## TASK OBJECTIVE:
Please copy every line with the string "VehicleOps" from the entries below.

## MATERIAL PROVIDED:
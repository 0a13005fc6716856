//! Allocation failures, simulated with a global allocator that refuses one
//! request size on demand.

mod common;

use std::{
    alloc::{GlobalAlloc, Layout, System},
    cell::Cell,
    ptr,
};

use common::{Drive, Vehicle, VehicleExt};
use dynpoly::{
    Poly, PolyError,
    flavor::Remote,
    storage::{Fixed, Heap, OwningPolicy, Sbo},
};

/// Size of the only requests that can be refused.
const REFUSED_SIZE: usize = 4099;

struct RefusingAlloc;

thread_local! {
    static REFUSING: Cell<bool> = const { Cell::new(false) };
}

fn refuses(layout: Layout) -> bool {
    layout.size() == REFUSED_SIZE && REFUSING.try_with(Cell::get).unwrap_or(false)
}

// SAFETY: Every call is forwarded to the system allocator unless it is refused
// by returning null, which is how allocation failure is reported
unsafe impl GlobalAlloc for RefusingAlloc {
    unsafe fn alloc(&self, layout: Layout) -> *mut u8 {
        if refuses(layout) {
            return ptr::null_mut();
        }
        // SAFETY: Forwarded from our caller
        unsafe { System.alloc(layout) }
    }

    unsafe fn dealloc(&self, ptr: *mut u8, layout: Layout) {
        // SAFETY: Forwarded from our caller
        unsafe { System.dealloc(ptr, layout) }
    }
}

#[global_allocator]
static GLOBAL: RefusingAlloc = RefusingAlloc;

/// Runs `f` while requests of [`REFUSED_SIZE`] bytes fail on this thread.
fn refusing<R>(f: impl FnOnce() -> R) -> R {
    REFUSING.with(|refusing| refusing.set(true));
    let result = f();
    REFUSING.with(|refusing| refusing.set(false));
    result
}

#[derive(Clone)]
struct Huge([u8; REFUSED_SIZE]);

impl Drive for Huge {
    fn accelerate(&self) -> String {
        "Huge::accelerate()".to_string()
    }

    fn speed(&self) -> u32 {
        self.0.iter().map(|&b| u32::from(b)).sum()
    }

    fn boost(&mut self, by: u32) {
        self.0[0] = self.0[0].wrapping_add(by as u8);
    }
}

const HUGE_OOM: PolyError = PolyError::OutOfMemory {
    size: REFUSED_SIZE,
    align: 1,
};

fn assert_construction_fails<S: OwningPolicy>() {
    let result = refusing(|| Poly::<Vehicle, S, Remote>::try_new(Huge([1; REFUSED_SIZE])));
    assert_eq!(result.unwrap_err(), HUGE_OOM);

    // Nothing is left behind, so the next attempt succeeds
    let handle = Poly::<Vehicle, S, Remote>::try_new(Huge([1; REFUSED_SIZE])).unwrap();
    assert_eq!(handle.speed(), Ok(REFUSED_SIZE as u32));
}

fn assert_copy_fails<S: OwningPolicy>() {
    let mut handle = Poly::<Vehicle, S, Remote>::try_new(Huge([1; REFUSED_SIZE])).unwrap();
    let result = refusing(|| handle.try_clone());
    assert_eq!(result.unwrap_err(), HUGE_OOM);

    // The original is untouched
    handle.boost(1).unwrap();
    assert_eq!(handle.speed(), Ok(REFUSED_SIZE as u32 + 1));
    let copy = handle.try_clone().unwrap();
    assert_eq!(copy.speed(), Ok(REFUSED_SIZE as u32 + 1));
}

#[test]
fn test_heap_construction_reports_out_of_memory() {
    assert_construction_fails::<Heap>();
}

#[test]
fn test_sbo_fallback_construction_reports_out_of_memory() {
    assert_construction_fails::<Sbo<16>>();
}

#[test]
fn test_heap_copy_reports_out_of_memory() {
    assert_copy_fails::<Heap>();
}

#[test]
fn test_sbo_fallback_copy_reports_out_of_memory() {
    assert_copy_fails::<Sbo<16>>();
}

#[test]
fn test_inline_storage_is_unaffected() {
    let handle = refusing(|| {
        Poly::<Vehicle, Fixed<{ REFUSED_SIZE + 1 }>, Remote>::try_new(Huge([2; REFUSED_SIZE]))
    });
    let handle = handle.unwrap();
    assert!(handle.is_inline());
    let copy = refusing(|| handle.try_clone()).unwrap();
    assert_eq!(copy.speed(), Ok(2 * REFUSED_SIZE as u32));
}
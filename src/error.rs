//! The error type reported by fallible handle operations.

use dynpoly_internals::{PolicyKind, StorageError};

/// Reasons a [`Poly`](crate::Poly) operation can fail.
///
/// Failed operations never leave partial state behind: a construction that
/// fails drops the value it was given, and a failed copy-on-write detach
/// leaves the shared allocation untouched.
///
/// # Examples
///
/// ```
/// use dynpoly::{PolyError, function::FunctionView};
///
/// let double = |x: i32| x * 2;
/// let mut view: FunctionView<'_, i32, i32> = FunctionView::from_ref(&double);
/// assert_eq!(view.try_invoke(4), Ok(8));
///
/// view.destroy();
/// assert_eq!(view.try_invoke(4), Err(PolyError::UseAfterDestroy));
/// ```
#[derive(Clone, Copy, Debug, PartialEq, Eq, thiserror::Error)]
pub enum PolyError {
    /// The requested concrete type is not the one the handle is bound to.
    #[error("capability mismatch: expected {expected}, found {found}")]
    CapabilityMismatch {
        /// The type that was asked for.
        expected: &'static str,
        /// The type the handle is bound to.
        found: &'static str,
    },
    /// The allocator could not provide storage for the payload.
    #[error("out of memory allocating {size} bytes (align {align})")]
    OutOfMemory {
        /// Size of the failed allocation.
        size: usize,
        /// Alignment of the failed allocation.
        align: usize,
    },
    /// The storage policy does not support the operation.
    #[error("{operation} is not supported by the {policy} policy")]
    InvalidOperationForPolicy {
        /// The policy that refused.
        policy: PolicyKind,
        /// Name of the refused operation.
        operation: &'static str,
    },
    /// The handle was destroyed before this operation.
    #[error("the handle has already been destroyed")]
    UseAfterDestroy,
    /// The storage policy cannot produce a second handle.
    #[error("the {policy} policy cannot be copied")]
    NotCopyable {
        /// The policy that refused.
        policy: PolicyKind,
    },
}

impl From<StorageError> for PolyError {
    fn from(err: StorageError) -> Self {
        match err {
            StorageError::OutOfMemory { layout } => PolyError::OutOfMemory {
                size: layout.size(),
                align: layout.align(),
            },
            StorageError::InvalidOperationForPolicy { policy, operation } => {
                PolyError::InvalidOperationForPolicy { policy, operation }
            }
            StorageError::NotCopyable { policy } => PolyError::NotCopyable { policy },
        }
    }
}
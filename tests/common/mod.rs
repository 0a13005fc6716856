//! Fixtures shared by the integration suites.

#![allow(dead_code)]

use std::{
    cell::Cell,
    rc::Rc,
    sync::atomic::{AtomicUsize, Ordering},
};

use dynpoly::{
    Capability, ErasedMut, ErasedRef, Implements, Poly, PolyError, VTable, flavor::Flavor,
    storage::StoragePolicy,
};

/// Something that can speed up.
pub enum Vehicle {}

#[derive(Clone, Copy)]
pub struct VehicleOps {
    accelerate: unsafe fn(ErasedRef<'_>) -> String,
    speed: unsafe fn(ErasedRef<'_>) -> u32,
    boost: unsafe fn(ErasedMut<'_>, u32),
}

impl Capability for Vehicle {
    type Ops = VehicleOps;
}

/// The operations a concrete vehicle provides.
pub trait Drive: Clone + 'static {
    fn accelerate(&self) -> String;
    fn speed(&self) -> u32;
    fn boost(&mut self, by: u32);
}

unsafe fn accelerate<V: Drive>(this: ErasedRef<'_>) -> String {
    // SAFETY: The table of `V` is only paired with `V` payloads
    unsafe { this.downcast_unchecked::<V>() }.accelerate()
}

unsafe fn speed<V: Drive>(this: ErasedRef<'_>) -> u32 {
    // SAFETY: The table of `V` is only paired with `V` payloads
    unsafe { this.downcast_unchecked::<V>() }.speed()
}

unsafe fn boost<V: Drive>(this: ErasedMut<'_>, by: u32) {
    // SAFETY: The table of `V` is only paired with `V` payloads
    unsafe { this.downcast_unchecked::<V>() }.boost(by);
}

// SAFETY: All three operations downcast to `V`
unsafe impl<V: Drive> Implements<V> for Vehicle {
    const VTABLE: &'static VTable<Self> = &VTable::new::<V>(VehicleOps {
        accelerate: accelerate::<V>,
        speed: speed::<V>,
        boost: boost::<V>,
    });
}

/// Method syntax for vehicle handles.
pub trait VehicleExt {
    fn accelerate(&self) -> Result<String, PolyError>;
    fn speed(&self) -> Result<u32, PolyError>;
    fn boost(&mut self, by: u32) -> Result<(), PolyError>;
}

impl<S: StoragePolicy, F: Flavor, T> VehicleExt for Poly<Vehicle, S, F, T> {
    fn accelerate(&self) -> Result<String, PolyError> {
        // SAFETY: `call` pairs the operations with their own payload
        self.call(|ops, this| unsafe { (ops.accelerate)(this) })
    }

    fn speed(&self) -> Result<u32, PolyError> {
        // SAFETY: `call` pairs the operations with their own payload
        self.call(|ops, this| unsafe { (ops.speed)(this) })
    }

    fn boost(&mut self, by: u32) -> Result<(), PolyError> {
        // SAFETY: `call_mut` pairs the operations with their own payload
        self.call_mut(|ops, this| unsafe { (ops.boost)(this, by) })
    }
}

#[derive(Clone, Debug, PartialEq)]
pub struct Car {
    pub brand: String,
    pub year: u16,
    pub speed: u32,
}

#[derive(Clone, Debug, PartialEq)]
pub struct Truck {
    pub brand: String,
    pub year: u16,
    pub load: [u32; 8],
    pub speed: u32,
}

#[derive(Clone, Copy, Debug, PartialEq)]
pub struct Plane {
    pub speed: u32,
}

impl Car {
    pub fn new(brand: &str, year: u16) -> Self {
        Self {
            brand: brand.to_string(),
            year,
            speed: 0,
        }
    }
}

impl Truck {
    pub fn new(brand: &str, year: u16) -> Self {
        Self {
            brand: brand.to_string(),
            year,
            load: [0; 8],
            speed: 0,
        }
    }
}

impl Drive for Car {
    fn accelerate(&self) -> String {
        format!("Car::accelerate() {} {}", self.brand, self.year)
    }

    fn speed(&self) -> u32 {
        self.speed
    }

    fn boost(&mut self, by: u32) {
        self.speed += by;
    }
}

impl Drive for Truck {
    fn accelerate(&self) -> String {
        format!("Truck::accelerate() {} {}", self.brand, self.year)
    }

    fn speed(&self) -> u32 {
        self.speed
    }

    fn boost(&mut self, by: u32) {
        // Trucks are slow to pick up speed
        self.speed += by / 2;
    }
}

impl Drive for Plane {
    fn accelerate(&self) -> String {
        "Plane::accelerate()".to_string()
    }

    fn speed(&self) -> u32 {
        self.speed
    }

    fn boost(&mut self, by: u32) {
        self.speed += by * 10;
    }
}

/// Counts how many values are alive and how many were ever dropped.
#[derive(Clone, Default)]
pub struct Counters {
    live: Rc<Cell<isize>>,
    drops: Rc<Cell<usize>>,
}

impl Counters {
    pub fn live(&self) -> isize {
        self.live.get()
    }

    pub fn drops(&self) -> usize {
        self.drops.get()
    }
}

/// A vehicle that reports its construction and destruction to [`Counters`].
pub struct Tracked {
    pub speed: u32,
    counters: Counters,
}

impl Tracked {
    pub fn new(counters: &Counters) -> Self {
        counters.live.set(counters.live.get() + 1);
        Self {
            speed: 0,
            counters: counters.clone(),
        }
    }
}

impl Clone for Tracked {
    fn clone(&self) -> Self {
        let mut copy = Tracked::new(&self.counters);
        copy.speed = self.speed;
        copy
    }
}

impl Drop for Tracked {
    fn drop(&mut self) {
        self.counters.live.set(self.counters.live.get() - 1);
        self.counters.drops.set(self.counters.drops.get() + 1);
    }
}

impl Drive for Tracked {
    fn accelerate(&self) -> String {
        "Tracked::accelerate()".to_string()
    }

    fn speed(&self) -> u32 {
        self.speed
    }

    fn boost(&mut self, by: u32) {
        self.speed += by;
    }
}

/// A thread-safe vehicle that counts drops in a static.
#[derive(Clone, Debug)]
pub struct Courier {
    pub speed: u32,
}

pub static COURIER_DROPS: AtomicUsize = AtomicUsize::new(0);

impl Drop for Courier {
    fn drop(&mut self) {
        COURIER_DROPS.fetch_add(1, Ordering::SeqCst);
    }
}

impl Drive for Courier {
    fn accelerate(&self) -> String {
        "Courier::accelerate()".to_string()
    }

    fn speed(&self) -> u32 {
        self.speed
    }

    fn boost(&mut self, by: u32) {
        self.speed += by;
    }
}

/// A vehicle whose `Clone` panics while it is armed.
pub struct Fragile {
    pub speed: u32,
    pub armed: Rc<Cell<bool>>,
}

impl Clone for Fragile {
    fn clone(&self) -> Self {
        assert!(!self.armed.get(), "Fragile::clone while armed");
        Self {
            speed: self.speed,
            armed: Rc::clone(&self.armed),
        }
    }
}

impl Drive for Fragile {
    fn accelerate(&self) -> String {
        "Fragile::accelerate()".to_string()
    }

    fn speed(&self) -> u32 {
        self.speed
    }

    fn boost(&mut self, by: u32) {
        self.speed += by;
    }
}

/// A type whose vehicle table was wrongly built for [`Plane`].
#[derive(Clone, Debug)]
pub struct Decoy(pub [u8; 64]);

// SAFETY: This table breaks the contract on purpose. Handles check the type of
// every table before binding a value, so it is never paired with a `Decoy`.
unsafe impl Implements<Decoy> for Vehicle {
    const VTABLE: &'static VTable<Self> = &VTable::new::<Plane>(VehicleOps {
        accelerate: accelerate::<Plane>,
        speed: speed::<Plane>,
        boost: boost::<Plane>,
    });
}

## RESULT:
pub struct VehicleOps {
    type Ops = VehicleOps;
    const VTABLE: &'static VTable<Self> = &VTable::new::<V>(VehicleOps {
    const VTABLE: &'static VTable<Self> = &VTable::new::<Plane>(VehicleOps {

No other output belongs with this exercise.